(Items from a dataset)
#![allow(dead_code)]

use std::collections::BTreeMap;
use std::sync::Arc;

use entity_cache::core::{DataType, DataValue, EntityId, EntityState};
use entity_cache::ent_framework::{
    AutoGeneratedKeyType, DataPropertyDef, EntityTypeDef, MetadataStore, NavigationPropertyDef,
};
use entity_cache::infrastructure::{EntityManager, MemoryDataService};
use entity_cache::ManagerConfig;

pub const SERVICE: &str = "northwind";

/// Customer -> Orders -> OrderDetails, Employee -> Orders (unidirectional),
/// Shipper -> Orders (the parent's type name sorts after the child's),
/// Region -> Territories (non-nullable foreign key).
pub fn metadata() -> MetadataStore {
    let mut store = MetadataStore::new();
    store
        .add_entity_type(
            EntityTypeDef::new("Customer", "Northwind")
                .resource("Customers")
                .auto_generated_key(AutoGeneratedKeyType::Identity)
                .data(DataPropertyDef::new("CustomerID", DataType::Int32).key())
                .data(DataPropertyDef::new("CompanyName", DataType::String))
                .data(DataPropertyDef::new("City", DataType::String))
                .data(DataPropertyDef::new("RowVersion", DataType::Int32).concurrency())
                .nav(NavigationPropertyDef::collection("Orders", "Order").association("Customer_Orders")),
        )
        .unwrap();
    store
        .add_entity_type(
            EntityTypeDef::new("Order", "Northwind")
                .resource("Orders")
                .auto_generated_key(AutoGeneratedKeyType::Identity)
                .data(DataPropertyDef::new("OrderID", DataType::Int32).key())
                .data(DataPropertyDef::new("CustomerID", DataType::Int32))
                .data(DataPropertyDef::new("EmployeeID", DataType::Int32))
                .data(DataPropertyDef::new("Freight", DataType::Decimal))
                .data(DataPropertyDef::new("ShipCity", DataType::String))
                .data(DataPropertyDef::new("ShipVia", DataType::Int32))
                .nav(
                    NavigationPropertyDef::scalar("Shipper", "Shipper")
                        .association("Shipper_Orders")
                        .foreign_keys(&["ShipVia"]),
                )
                .nav(
                    NavigationPropertyDef::scalar("Customer", "Customer")
                        .association("Customer_Orders")
                        .foreign_keys(&["CustomerID"]),
                )
                .nav(
                    NavigationPropertyDef::collection("OrderDetails", "OrderDetail")
                        .association("Order_Details"),
                ),
        )
        .unwrap();
    store
        .add_entity_type(
            EntityTypeDef::new("OrderDetail", "Northwind")
                .resource("OrderDetails")
                .data(DataPropertyDef::new("OrderID", DataType::Int32).key())
                .data(DataPropertyDef::new("ProductID", DataType::Int32).key())
                .data(DataPropertyDef::new("Quantity", DataType::Int16))
                .nav(
                    NavigationPropertyDef::scalar("Order", "Order")
                        .association("Order_Details")
                        .foreign_keys(&["OrderID"]),
                ),
        )
        .unwrap();
    store
        .add_entity_type(
            EntityTypeDef::new("Employee", "Northwind")
                .resource("Employees")
                .auto_generated_key(AutoGeneratedKeyType::Identity)
                .data(DataPropertyDef::new("EmployeeID", DataType::Int32).key())
                .data(DataPropertyDef::new("LastName", DataType::String).required().max_length(20))
                .nav(NavigationPropertyDef::collection("Orders", "Order").inv_foreign_keys(&["EmployeeID"])),
        )
        .unwrap();
    store
        .add_entity_type(
            EntityTypeDef::new("Shipper", "Northwind")
                .resource("Shippers")
                .data(DataPropertyDef::new("ShipperID", DataType::Int32).key())
                .data(DataPropertyDef::new("CompanyName", DataType::String))
                .nav(NavigationPropertyDef::collection("Orders", "Order").association("Shipper_Orders")),
        )
        .unwrap();
    store
        .add_entity_type(
            EntityTypeDef::new("Region", "Northwind")
                .resource("Regions")
                .data(DataPropertyDef::new("RegionID", DataType::Int32).key())
                .data(DataPropertyDef::new("RegionDescription", DataType::String))
                .nav(
                    NavigationPropertyDef::collection("Territories", "Territory")
                        .association("Region_Territories"),
                ),
        )
        .unwrap();
    store
        .add_entity_type(
            EntityTypeDef::new("Territory", "Northwind")
                .resource("Territories")
                .data(DataPropertyDef::new("TerritoryID", DataType::String).key())
                .data(DataPropertyDef::new("RegionID", DataType::Int32).required())
                .data(DataPropertyDef::new("TerritoryDescription", DataType::String))
                .nav(
                    NavigationPropertyDef::scalar("Region", "Region")
                        .association("Region_Territories")
                        .foreign_keys(&["RegionID"]),
                ),
        )
        .unwrap();
    store
}

pub fn manager() -> EntityManager {
    EntityManager::new(metadata()).unwrap()
}

/// Manager wired to an in-memory service that already knows the metadata.
pub fn manager_with_service() -> (EntityManager, Arc<MemoryDataService>) {
    manager_with(MemoryDataService::new(SERVICE))
}

pub fn manager_with(service: MemoryDataService) -> (EntityManager, Arc<MemoryDataService>) {
    let service = Arc::new(service.with_metadata(metadata().export_metadata()));
    let config = ManagerConfig {
        has_server_metadata: false,
        ..ManagerConfig::default()
    }
    .with_service_name(SERVICE);
    let manager = EntityManager::builder()
        .config(config)
        .metadata(metadata())
        .data_service(service.clone())
        .build()
        .unwrap();
    (manager, service)
}

pub fn values<const N: usize>(pairs: [(&str, DataValue); N]) -> BTreeMap<String, DataValue> {
    pairs.into_iter().map(|(k, v)| (k.to_string(), v)).collect()
}

pub fn customer(em: &mut EntityManager, id: i64, name: &str, state: EntityState) -> EntityId {
    em.create_entity(
        "Customer",
        values([
            ("CustomerID", DataValue::Int(id)),
            ("CompanyName", name.into()),
            ("RowVersion", DataValue::Int(1)),
        ]),
        state,
    )
    .unwrap()
}

pub fn order(em: &mut EntityManager, id: i64, customer_id: Option<i64>, state: EntityState) -> EntityId {
    em.create_entity(
        "Order",
        values([
            ("OrderID", DataValue::Int(id)),
            ("CustomerID", customer_id.into()),
        ]),
        state,
    )
    .unwrap()
}
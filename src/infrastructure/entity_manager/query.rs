// Query execution - remote through the data service, or against the cache
use std::collections::BTreeMap;
use std::sync::Arc;

use tracing::{debug, info, instrument, warn};

use super::merge::MergeSession;
use super::{EntityManager, WriteContext};
use crate::config::FetchStrategy;
use crate::core::entity_key::EntityKey;
use crate::core::entity_state::EntityState;
use crate::core::strong_types::EntityId;
use crate::error::{AppError, AppResult, TransportContext};
use crate::infrastructure::traits::{DataServiceAdapter, QueryResult};
use crate::query::entity_query::{EntityQuery, QueryRow};
use crate::query::select::{ProjectedValue, SelectClause};

#[derive(Debug, Clone, Default, PartialEq)]
pub struct QueryOutcome {
    pub results: Vec<QueryRow>,
    /// Total matches before paging, when requested.
    pub inline_count: Option<usize>,
    pub from_cache: bool,
    /// Wire query sent to the server; `None` for local execution.
    pub uri: Option<String>,
}

impl QueryOutcome {
    pub fn entities(&self) -> Vec<EntityId> {
        self.results.iter().filter_map(QueryRow::as_entity).collect()
    }
}

#[derive(Debug, Clone, Copy, PartialEq, Eq)]
pub struct FetchByKeyResult {
    pub entity: Option<EntityId>,
    pub from_cache: bool,
}

pub(crate) enum QueryPlan {
    Local(QueryOutcome),
    Remote {
        uri: String,
        adapter: Arc<dyn DataServiceAdapter>,
    },
}

impl EntityManager {
    /// Run a query, fetching metadata first when the service has not been
    /// described yet.
    #[instrument(skip(self, query), fields(manager = %self.id))]
    pub async fn execute_query(&mut self, query: &EntityQuery) -> AppResult<QueryOutcome> {
        if self.needs_metadata() {
            self.fetch_metadata().await?;
        }
        match self.plan_query(query)? {
            QueryPlan::Local(outcome) => Ok(outcome),
            QueryPlan::Remote { uri, adapter } => {
                let raw = adapter.execute_query(&uri).await;
                self.complete_remote_query(query, uri, raw)
            }
        }
    }

    pub(crate) fn plan_query(&self, query: &EntityQuery) -> AppResult<QueryPlan> {
        let strategy = query
            .fetch_strategy()
            .unwrap_or(self.config.query_options.fetch_strategy);
        match strategy {
            FetchStrategy::FromLocalCache => Ok(QueryPlan::Local(self.execute_query_locally(query)?)),
            FetchStrategy::FromServer => {
                let adapter = self.require_data_service()?;
                let uri = query.to_uri(&self.metadata)?;
                debug!(uri = %uri, "remote query planned");
                Ok(QueryPlan::Remote { uri, adapter })
            }
        }
    }

    pub(crate) fn complete_remote_query(
        &mut self,
        query: &EntityQuery,
        uri: String,
        raw: anyhow::Result<QueryResult>,
    ) -> AppResult<QueryOutcome> {
        let result = raw.map_err(|e| {
            warn!(uri = %uri, error = %e, "query failed");
            AppError::transport(TransportContext::Query { uri: uri.clone() }, e)
        })?;
        let rows = self.results_adapter.extract_results(result.results);
        let strategy = query
            .merge_strategy()
            .unwrap_or(self.config.query_options.merge_strategy);
        let entity_type = query
            .resolve_entity_type(&self.metadata)
            .ok()
            .map(|et| et.short_name.clone());
        let mut session = MergeSession::for_query(strategy, entity_type);
        let results = self.merge_payload_rows(rows, &mut session)?;

        if self.config.validation_options.validate_on_query {
            for id in session.entities().to_vec() {
                self.validate_entity(id)?;
            }
        }
        info!(uri = %uri, rows = results.len(), "query executed");
        Ok(QueryOutcome {
            results,
            inline_count: result.inline_count,
            from_cache: false,
            uri: Some(uri),
        })
    }

    /// Evaluate a query against cached, non-deleted entities.
    pub fn execute_query_locally(&self, query: &EntityQuery) -> AppResult<QueryOutcome> {
        let et = query.resolve_entity_type(&self.metadata)?;
        let type_name = et.short_name.as_str();
        let options = self.config.local_query_comparison;
        let predicate = query
            .where_clause()
            .map(|p| p.to_function(type_name, &self.metadata, &options))
            .transpose()?;
        let comparer = query
            .order_by_clause()
            .map(|o| o.to_comparer(type_name, &self.metadata, &options))
            .transpose()?;
        if let Some(select) = query.select_clause() {
            select.validate(type_name, &self.metadata)?;
        }

        let mut ids: Vec<EntityId> = self
            .get_entities(
                Some(&[type_name]),
                Some(&[EntityState::Unchanged, EntityState::Added, EntityState::Modified]),
            )
            .into_iter()
            .filter(|id| predicate.as_ref().map_or(true, |f| f(&self.view(*id))))
            .collect();
        if let Some(cmp) = &comparer {
            ids.sort_by(|a, b| cmp(&self.view(*a), &self.view(*b)));
        }
        let inline_count = query.has_inline_count().then_some(ids.len());
        let page: Vec<EntityId> = ids
            .into_iter()
            .skip(query.skip_count().unwrap_or(0))
            .take(query.take_count().unwrap_or(usize::MAX))
            .collect();

        let results = match query.select_clause() {
            Some(select) => page
                .into_iter()
                .map(|id| self.project(id, select).map(QueryRow::Projection))
                .collect::<AppResult<Vec<_>>>()?,
            None => page.into_iter().map(QueryRow::Entity).collect(),
        };
        Ok(QueryOutcome {
            results,
            inline_count,
            from_cache: true,
            uri: None,
        })
    }

    fn project(
        &self,
        id: EntityId,
        select: &SelectClause,
    ) -> AppResult<BTreeMap<String, ProjectedValue>> {
        let et = self.entity_type_of(id)?;
        let mut fields = BTreeMap::new();
        for path in select.paths() {
            let resolved = self.metadata.resolve_property_path(&et.short_name, path)?;
            let value = if resolved.data_type.is_some() {
                ProjectedValue::Value(self.get_property_value(id, path)?)
            } else {
                let (prefix, last) = match path.rsplit_once('.') {
                    Some((prefix, last)) => (Some(prefix), last),
                    None => (None, path.as_str()),
                };
                let owner = match prefix {
                    Some(prefix) => self.follow_path(id, prefix)?,
                    None => Some(id),
                };
                match (owner, resolved.is_scalar) {
                    (Some(owner), true) => ProjectedValue::Entity(self.relations.scalar(owner, last)),
                    (Some(owner), false) => {
                        ProjectedValue::Entities(self.relations.collection(owner, last).to_vec())
                    }
                    (None, true) => ProjectedValue::Entity(None),
                    (None, false) => ProjectedValue::Entities(Vec::new()),
                }
            };
            fields.insert(SelectClause::projected_name(path), value);
        }
        Ok(fields)
    }

    fn follow_path(&self, id: EntityId, path: &str) -> AppResult<Option<EntityId>> {
        let mut current = id;
        for segment in path.split('.') {
            match self.get_navigation(current, segment)? {
                Some(next) => current = next,
                None => return Ok(None),
            }
        }
        Ok(Some(current))
    }

    /// Cache first (unless deleted) when `check_local_cache_first`, then the server.
    #[instrument(skip(self, key), fields(manager = %self.id, key = %key))]
    pub async fn fetch_entity_by_key(
        &mut self,
        key: &EntityKey,
        check_local_cache_first: bool,
    ) -> AppResult<FetchByKeyResult> {
        if check_local_cache_first {
            if let Some(id) = self.get_entity_by_key(key) {
                if !self.entity_state(id)?.is_deleted() {
                    return Ok(FetchByKeyResult {
                        entity: Some(id),
                        from_cache: true,
                    });
                }
            }
        }
        if self.needs_metadata() {
            self.fetch_metadata().await?;
        }
        let query = EntityQuery::from_entity_key(key, &self.metadata)?
            .using_fetch_strategy(FetchStrategy::FromServer);
        let outcome = self.execute_query(&query).await?;
        Ok(FetchByKeyResult {
            entity: outcome.entities().first().copied(),
            from_cache: false,
        })
    }

    /// Query for whatever `id` reaches through `nav`.
    pub fn navigation_query(&self, id: EntityId, nav: &str) -> AppResult<EntityQuery> {
        let et = self.entity_type_of(id)?;
        EntityQuery::from_entity_navigation(&self.metadata, &et.short_name, nav, &self.view(id))
    }

    /// Fetch a navigation from the server, link the results and mark it loaded.
    #[instrument(skip(self), fields(manager = %self.id))]
    pub async fn load_navigation_property(&mut self, id: EntityId, nav: &str) -> AppResult<QueryOutcome> {
        let query = self
            .navigation_query(id, nav)?
            .using_fetch_strategy(FetchStrategy::FromServer);
        let outcome = self.execute_query(&query).await?;
        self.link_loaded_navigation(id, nav, &outcome.entities())?;
        Ok(outcome)
    }

    pub(crate) fn link_loaded_navigation(
        &mut self,
        id: EntityId,
        nav: &str,
        related: &[EntityId],
    ) -> AppResult<()> {
        let et = self.entity_type_of(id)?;
        let np = et
            .navigation_property(nav)
            .cloned()
            .ok_or_else(|| AppError::unknown_property(&et.short_name, nav))?;
        let ctx = WriteContext::loading();
        if np.is_scalar {
            if let Some(first) = related.first() {
                self.write_scalar_navigation(id, nav, Some(*first), ctx)?;
            }
        } else {
            self.add_to_collection(id, nav, related.to_vec(), None, ctx)?;
        }
        self.record_mut(id)?.aspect.mark_loaded(nav);
        Ok(())
    }
}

◆ Work instruction
Where does "resolved" appear in the records above? Copy each line that holds it.

◆ Result for this task
            let resolved = self.metadata.resolve_property_path(&et.short_name, path)?;
            let value = if resolved.data_type.is_some() {
                match (owner, resolved.is_scalar) {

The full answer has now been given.